Low CD4 Cell Count Elevates Cancer Risk in Patients With HIV

Having a more compromised immune system is the biggest risk factor for both AIDS-defining and non-AIDS-defining cancers in HIV patients, a new study by French researchers finds.

Noting that "the relative roles of immunodeficiency, HIV viral load and cART [combination antiretroviral therapy] in the onset of individual cancer have rarely been examined," a team led by Dr. Dominique Costagliola of INSERM and Universite Pierre et Marie Curie in Paris examined the effect of these factors on the risk of specific cancers in HIV-1 patients.

Using data from the French Hospital Database on HIV cohort from 1998 to 2006, the researchers investigated the incidence of AIDS-defining cancers (Kaposi's sarcoma, non-Hodgkin's lymphoma and cervical cancer) and non-AIDS-defining cancers (Hodgkin's lymphoma, lung cancer, liver cancer, and anal cancer) in 52,278 patients with more than 250,000 person-years of follow-up.

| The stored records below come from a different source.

/// AT command identifiers
///
/// Each command travels as its two-character mnemonic inside an AT command
/// frame.
#[derive(Debug, Clone, Copy, PartialEq, Eq)]
#[cfg_attr(feature = "defmt", derive(defmt::Format))]
pub enum AtCommand {
    /// Association indication (network join/attach state)
    AI,
    /// Apply pending changes
    AC,
    /// API enable mode
    AP,
    /// API options
    AO,
    /// Serial baud rate
    BD,
    /// Exit command mode
    CN,
    /// Last packet RSSI
    DB,
    /// Factory reset
    FR,
    /// Hardware version
    HV,
    /// Software reset
    RE,
    /// Serial number high
    SH,
    /// Serial number low
    SL,
    /// Firmware version
    VR,
    /// Write configuration to non-volatile memory
    WR,
    /// LoRaWAN application EUI
    AE,
    /// LoRaWAN application key
    AK,
    /// LoRaWAN device EUI
    DE,
    /// LoRaWAN join RX1 delay
    J1,
    /// LoRaWAN join network
    JN,
    /// LoRaWAN device class
    LC,
    /// LoRaWAN network key
    NK,
    /// LoRaWAN RX2 frequency
    XF,
    /// Cellular access point name
    AN,
    /// Cellular carrier profile
    CP,
    /// Cellular SIM PIN
    PN,
    /// Cellular shutdown
    SD,
}

impl AtCommand {
    /// Two-byte mnemonic as sent on the wire
    pub fn mnemonic(self) -> [u8; 2] {
        let s: &[u8; 2] = match self {
            AtCommand::AI => b"AI",
            AtCommand::AC => b"AC",
            AtCommand::AP => b"AP",
            AtCommand::AO => b"AO",
            AtCommand::BD => b"BD",
            AtCommand::CN => b"CN",
            AtCommand::DB => b"DB",
            AtCommand::FR => b"FR",
            AtCommand::HV => b"HV",
            AtCommand::RE => b"RE",
            AtCommand::SH => b"SH",
            AtCommand::SL => b"SL",
            AtCommand::VR => b"VR",
            AtCommand::WR => b"WR",
            AtCommand::AE => b"AE",
            AtCommand::AK => b"AK",
            AtCommand::DE => b"DE",
            AtCommand::J1 => b"J1",
            AtCommand::JN => b"JN",
            AtCommand::LC => b"LC",
            AtCommand::NK => b"NK",
            AtCommand::XF => b"XF",
            AtCommand::AN => b"AN",
            AtCommand::CP => b"CP",
            AtCommand::PN => b"PN",
            AtCommand::SD => b"SD",
        };
        *s
    }
}

/// Parsed AT command response
///
/// Borrowed view over the payload of an AT response frame:
/// `[frame id][c0][c1][status][data...]`.
#[derive(Debug, Clone, Copy, PartialEq)]
pub struct AtResponse<'a> {
    /// Transaction id echoed from the request
    pub frame_id: u8,
    /// Command mnemonic
    pub command: [u8; 2],
    /// Status byte, zero on success
    pub status: u8,
    /// Result bytes
    pub data: &'a [u8],
}

impl<'a> AtResponse<'a> {
    /// Parse an AT response payload
    pub fn from_bytes(payload: &'a [u8]) -> Option<Self> {
        if payload.len() < 4 {
            return None;
        }
        Some(Self {
            frame_id: payload[0],
            command: [payload[1], payload[2]],
            status: payload[3],
            data: &payload[4..],
        })
    }
}

/// Modem status codes reported by unsolicited modem status frames
#[derive(Debug, Clone, Copy, PartialEq, Eq)]
#[cfg_attr(feature = "defmt", derive(defmt::Format))]
pub enum ModemStatus {
    /// Hardware reset or power up
    HardwareReset,
    /// Watchdog timer reset
    WatchdogReset,
    /// Joined or registered with the network
    Joined,
    /// Left or deregistered from the network
    Disassociated,
    /// Any other code
    Other(u8),
}

impl From<u8> for ModemStatus {
    fn from(code: u8) -> Self {
        match code {
            0x00 => ModemStatus::HardwareReset,
            0x01 => ModemStatus::WatchdogReset,
            0x02 => ModemStatus::Joined,
            0x03 => ModemStatus::Disassociated,
            other => ModemStatus::Other(other),
        }
    }
}

/// Outcome of a transmitted packet, reported by a transmit status frame
#[derive(Debug, Clone, Copy, PartialEq, Eq)]
#[cfg_attr(feature = "defmt", derive(defmt::Format))]
pub enum DeliveryStatus {
    /// Delivered (and acknowledged if requested)
    Success,
    /// No acknowledgement received
    AckFailed,
    /// Module is not joined to a network
    NotConnected,
    /// Any other reason code
    Other(u8),
}

impl From<u8> for DeliveryStatus {
    fn from(code: u8) -> Self {
        match code {
            0x00 => DeliveryStatus::Success,
            0x01 => DeliveryStatus::AckFailed,
            0x22 => DeliveryStatus::NotConnected,
            other => DeliveryStatus::Other(other),
        }
    }
}
/// Read failure reported by a [`Port`]
#[derive(Debug, Clone, Copy, PartialEq)]
#[cfg_attr(feature = "defmt", derive(defmt::Format))]
pub enum ReadError<E> {
    /// No byte arrived within the port's read timeout
    Timeout,
    /// The receiver dropped bytes
    Overrun,
    /// Any other hardware error
    Other(E),
}

/// Byte transport and timing services the driver runs on
///
/// This is the boundary to the platform: a UART plus a millisecond clock
/// and a blocking delay. Implementations are expected to apply their own
/// per-call read timeout.
pub trait Port {
    /// Error type for port operations
    type Error;

    /// Open the underlying device at the given baud rate
    fn open(&mut self, baud_rate: u32, device: Option<&str>) -> Result<(), Self::Error>;

    /// Write all bytes, returning the number written
    fn write(&mut self, data: &[u8]) -> Result<usize, Self::Error>;

    /// Read into `buffer` until it is full or the read timeout elapses
    ///
    /// Returns the number of bytes read. A partial read is reported as
    /// `Ok(n)` with `n < buffer.len()`; nothing at all is
    /// [`ReadError::Timeout`].
    fn read(&mut self, buffer: &mut [u8]) -> Result<usize, ReadError<Self::Error>>;

    /// Discard everything pending in the receive buffer
    fn flush_rx(&mut self);

    /// Block for `ms` milliseconds
    fn delay_ms(&mut self, ms: u32);

    /// Monotonic milliseconds since an arbitrary epoch, wrapping at `u32::MAX`
    fn millis(&mut self) -> u32;

    /// Pulse the module's reset line
    ///
    /// Returns `Ok(false)` when the port has no reset line wired.
    fn hard_reset(&mut self) -> Result<bool, Self::Error> {
        Ok(false)
    }
}
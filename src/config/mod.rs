//! Module configuration
//!
//! This module contains the configuration types handed to the drivers:
//! - Cellular network settings (APN, SIM PIN, carrier profile)
//! - LoRaWAN identifiers and keys used for provisioning
//! - LoRaWAN device class

/// Configuration types
pub mod device;

pub use device::{AESKey, CellularConfig, DeviceClass, EUI64};
//! CLI commands

pub mod generate;
pub mod model;

use std::path::Path;

use crdoc_core::{ApiGroup, ModelBuilder};

use crate::error::Result;

/// Load the package in `dir` and build its documentation model
pub(crate) fn load_model(dir: &Path, word_offset: usize) -> Result<ApiGroup> {
    let package = crdoc_source::load_package(dir)?;
    tracing::debug!(
        package = %package.name,
        types = package.types.len(),
        "loaded package"
    );

    let group = ModelBuilder::new().word_offset(word_offset).build(&package)?;
    Ok(group)
}
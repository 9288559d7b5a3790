//! Go source parser
//!
//! Parses Go source files into package and type declarations using pest.

use pest::Parser;
use pest::iterators::Pair;
use pest_derive::Parser;
use thiserror::Error;

use crdoc_core::{FieldDecl, TypeDecl, TypeExpr};

use crate::ast::{Comment, SourceFile, doc_comment};

#[derive(Parser)]
#[grammar = "go_types.pest"]
struct GoTypesParser;

/// Parser error
#[derive(Debug, Error)]
pub enum ParseError {
    #[error("{0}")]
    Pest(Box<pest::error::Error<Rule>>),

    #[error("Type {name} at line {line} declares type parameters, which are not supported")]
    TypeParameters { name: String, line: usize },

    #[error("Expected {expected} in {rule:?}")]
    Missing { expected: &'static str, rule: Rule },
}

impl From<pest::error::Error<Rule>> for ParseError {
    fn from(e: pest::error::Error<Rule>) -> Self {
        ParseError::Pest(Box::new(e))
    }
}

pub type Result<T> = std::result::Result<T, ParseError>;

/// Parse a Go source file
pub fn parse(input: &str) -> Result<SourceFile> {
    let file = GoTypesParser::parse(Rule::file, input)?
        .next()
        .ok_or(ParseError::Missing {
            expected: "source file",
            rule: Rule::file,
        })?;

    let mut source = SourceFile::default();
    let mut pending_doc: Vec<Comment> = Vec::new();

    for pair in file.into_inner() {
        match pair.as_rule() {
            Rule::doc => pending_doc = comments(pair, input),
            Rule::package_clause => {
                source.doc = doc_comment(&pending_doc, start_line(&pair));
                source.package = first_inner(pair, Rule::ident, "package name")?
                    .as_str()
                    .to_string();
            }
            Rule::type_decl => {
                let decl_doc = doc_comment(&pending_doc, start_line(&pair));
                source.types.extend(parse_type_decl(pair, input, decl_doc)?);
            }
            _ => {}
        }
    }

    Ok(source)
}

fn parse_type_decl(pair: Pair<Rule>, input: &str, decl_doc: String) -> Result<Vec<TypeDecl>> {
    let mut specs = Vec::new();

    for inner in pair.into_inner() {
        match inner.as_rule() {
            Rule::type_spec => specs.push(parse_type_spec(inner, input, String::new())?),
            Rule::type_group_spec => {
                let mut spec_comments = Vec::new();
                for part in inner.into_inner() {
                    match part.as_rule() {
                        Rule::doc => spec_comments = comments(part, input),
                        Rule::type_spec => {
                            let doc = doc_comment(&spec_comments, start_line(&part));
                            specs.push(parse_type_spec(part, input, doc)?);
                        }
                        _ => {}
                    }
                }
            }
            _ => {}
        }
    }

    // The declaration's own doc applies to a lone type
    if specs.len() == 1 && specs[0].doc.is_empty() {
        specs[0].doc = decl_doc;
    }

    Ok(specs)
}

fn parse_type_spec(pair: Pair<Rule>, input: &str, doc: String) -> Result<TypeDecl> {
    let mut name = None;
    let mut fields = Vec::new();

    for inner in pair.into_inner() {
        match inner.as_rule() {
            Rule::ident => name = Some(inner.as_str().to_string()),
            Rule::type_params => {
                return Err(ParseError::TypeParameters {
                    name: name.unwrap_or_default(),
                    line: start_line(&inner),
                });
            }
            Rule::type_expr => {
                if let Some(body) = inner.into_inner().next()
                    && body.as_rule() == Rule::struct_type
                {
                    fields = parse_struct_fields(body, input)?;
                }
            }
            _ => {}
        }
    }

    Ok(TypeDecl {
        name: name.ok_or(ParseError::Missing {
            expected: "type name",
            rule: Rule::type_spec,
        })?,
        doc,
        fields,
    })
}

fn parse_struct_fields(pair: Pair<Rule>, input: &str) -> Result<Vec<FieldDecl>> {
    let mut fields = Vec::new();

    for field in pair.into_inner().filter(|p| p.as_rule() == Rule::field_decl) {
        let mut field_comments = Vec::new();
        let mut doc = String::new();
        let mut idents = Vec::new();
        let mut expr = None;
        let mut tag = None;

        for part in field.into_inner() {
            match part.as_rule() {
                Rule::doc => field_comments = comments(part, input),
                Rule::named_field => {
                    doc = doc_comment(&field_comments, start_line(&part));
                    for inner in part.into_inner() {
                        match inner.as_rule() {
                            Rule::ident => idents.push(inner.as_str().to_string()),
                            Rule::type_expr => expr = Some(parse_type_expr(inner)?),
                            _ => {}
                        }
                    }
                }
                Rule::embedded_field => {
                    doc = doc_comment(&field_comments, start_line(&part));
                    expr = Some(parse_embedded(part)?);
                }
                Rule::tag => tag = Some(parse_tag(part)),
                _ => {}
            }
        }

        let expr = expr.ok_or(ParseError::Missing {
            expected: "field type",
            rule: Rule::field_decl,
        })?;

        if idents.is_empty() {
            fields.push(FieldDecl {
                ident: None,
                expr,
                tag,
                doc,
            });
        } else {
            for ident in idents {
                fields.push(FieldDecl {
                    ident: Some(ident),
                    expr: expr.clone(),
                    tag: tag.clone(),
                    doc: doc.clone(),
                });
            }
        }
    }

    Ok(fields)
}

fn parse_embedded(pair: Pair<Rule>) -> Result<TypeExpr> {
    let mut pointer = false;
    let mut expr = None;

    for inner in pair.into_inner() {
        match inner.as_rule() {
            Rule::embedded_pointer => pointer = true,
            Rule::qualified_ident => expr = Some(parse_qualified(inner)?),
            Rule::ident => expr = Some(TypeExpr::Ident(inner.as_str().to_string())),
            _ => {}
        }
    }

    let expr = expr.ok_or(ParseError::Missing {
        expected: "embedded type",
        rule: Rule::embedded_field,
    })?;

    Ok(if pointer {
        TypeExpr::Pointer(Box::new(expr))
    } else {
        expr
    })
}

/// Convert a `type_expr` pair
fn parse_type_expr(pair: Pair<Rule>) -> Result<TypeExpr> {
    let rule = pair.as_rule();
    let inner = pair.into_inner().next().ok_or(ParseError::Missing {
        expected: "type expression",
        rule,
    })?;

    match inner.as_rule() {
        Rule::ident => Ok(TypeExpr::Ident(inner.as_str().to_string())),
        Rule::qualified_ident => parse_qualified(inner),
        Rule::pointer_type => Ok(TypeExpr::Pointer(Box::new(nested_type_expr(inner)?))),
        Rule::array_type => Ok(TypeExpr::Array(Box::new(nested_type_expr(inner)?))),
        Rule::paren_type => nested_type_expr(inner),
        Rule::map_type => {
            let inner_rule = inner.as_rule();
            let mut exprs = inner.into_inner().filter(|p| p.as_rule() == Rule::type_expr);
            let (Some(key), Some(value)) = (exprs.next(), exprs.next()) else {
                return Err(ParseError::Missing {
                    expected: "map key and value types",
                    rule: inner_rule,
                });
            };
            Ok(TypeExpr::Map {
                key: Box::new(parse_type_expr(key)?),
                value: Box::new(parse_type_expr(value)?),
            })
        }
        _ => Ok(TypeExpr::Unsupported(collapse_whitespace(inner.as_str()))),
    }
}

/// The single `type_expr` child of a wrapping type
fn nested_type_expr(pair: Pair<Rule>) -> Result<TypeExpr> {
    parse_type_expr(first_inner(pair, Rule::type_expr, "element type")?)
}

fn parse_qualified(pair: Pair<Rule>) -> Result<TypeExpr> {
    let mut idents = pair.into_inner().map(|p| p.as_str().to_string());
    match (idents.next(), idents.next()) {
        (Some(package), Some(name)) => Ok(TypeExpr::Selector { package, name }),
        _ => Err(ParseError::Missing {
            expected: "package qualified name",
            rule: Rule::qualified_ident,
        }),
    }
}

/// Struct tag without its quotes
fn parse_tag(pair: Pair<Rule>) -> String {
    let text = pair.as_str();
    if let Some(raw) = text.strip_prefix('`').and_then(|s| s.strip_suffix('`')) {
        return raw.to_string();
    }

    let quoted = text
        .strip_prefix('"')
        .and_then(|s| s.strip_suffix('"'))
        .unwrap_or(text);
    let mut out = String::with_capacity(quoted.len());
    let mut chars = quoted.chars();
    while let Some(c) = chars.next() {
        if c == '\\' {
            if let Some(escaped) = chars.next() {
                out.push(escaped);
            }
        } else {
            out.push(c);
        }
    }
    out
}

fn comments(doc: Pair<Rule>, input: &str) -> Vec<Comment> {
    doc.into_inner()
        .filter(|p| p.as_rule() == Rule::comment)
        .map(|comment| {
            let span = comment.as_span();
            let start = span.start();
            let line_start = input[..start].rfind('\n').map_or(0, |i| i + 1);
            Comment {
                text: comment.as_str().to_string(),
                start_line: span.start_pos().line_col().0,
                end_line: span.end_pos().line_col().0,
                own_line: input[line_start..start].trim().is_empty(),
            }
        })
        .collect()
}

fn start_line(pair: &Pair<Rule>) -> usize {
    pair.as_span().start_pos().line_col().0
}

fn first_inner<'i>(pair: Pair<'i, Rule>, rule: Rule, expected: &'static str) -> Result<Pair<'i, Rule>> {
    let parent = pair.as_rule();
    pair.into_inner()
        .find(|p| p.as_rule() == rule)
        .ok_or(ParseError::Missing {
            expected,
            rule: parent,
        })
}

fn collapse_whitespace(text: &str) -> String {
    text.split_whitespace().collect::<Vec<_>>().join(" ")
}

The median baseline CD4 count was 325 cells per microliter, and median viral load was 4.18 log-10 copies per mL; 73 percent of subjects took cART for the total follow-up period. Each type of malignancy was analyzed separately, using Poisson regression to test 78 models.

"Current CD4 cell count was the only factor predictive of Hodgkin's lymphoma, lung cancer and liver cancer," the team reported, "whereas current CD4 cell count, current viral load and absence of cART were risk factors for Kaposi's sarcoma and non-Hodgkin lymphoma." Cervical cancer was associated with current CD4 cell count and absence of cART, while the risk of anal cancer increased with cumulative duration of CD4 counts less than 200 cells per microliter and with the cumulative duration of viral load more than 5 log-10 copies per mL.

"cART would be most beneficial if it restores or maintains CD4 counts above 500 cells per [microliter], thereby indicating an earlier diagnosis of HIV infection and an earlier treatment initiation," the team concluded. "Cancer-specific programs need to be assessed in patients with HIV."

The study, "Effect of Immunodeficiency, HIV Viral Load, and Antiretroviral Therapy on the Risk of Individual Malignancies (FHDH-ANRS C04): a Prospective Cohort Study," was published online ahead of print in the Lancet Oncology (2009;doi:10.1016/S1470-2045(09)70282-7).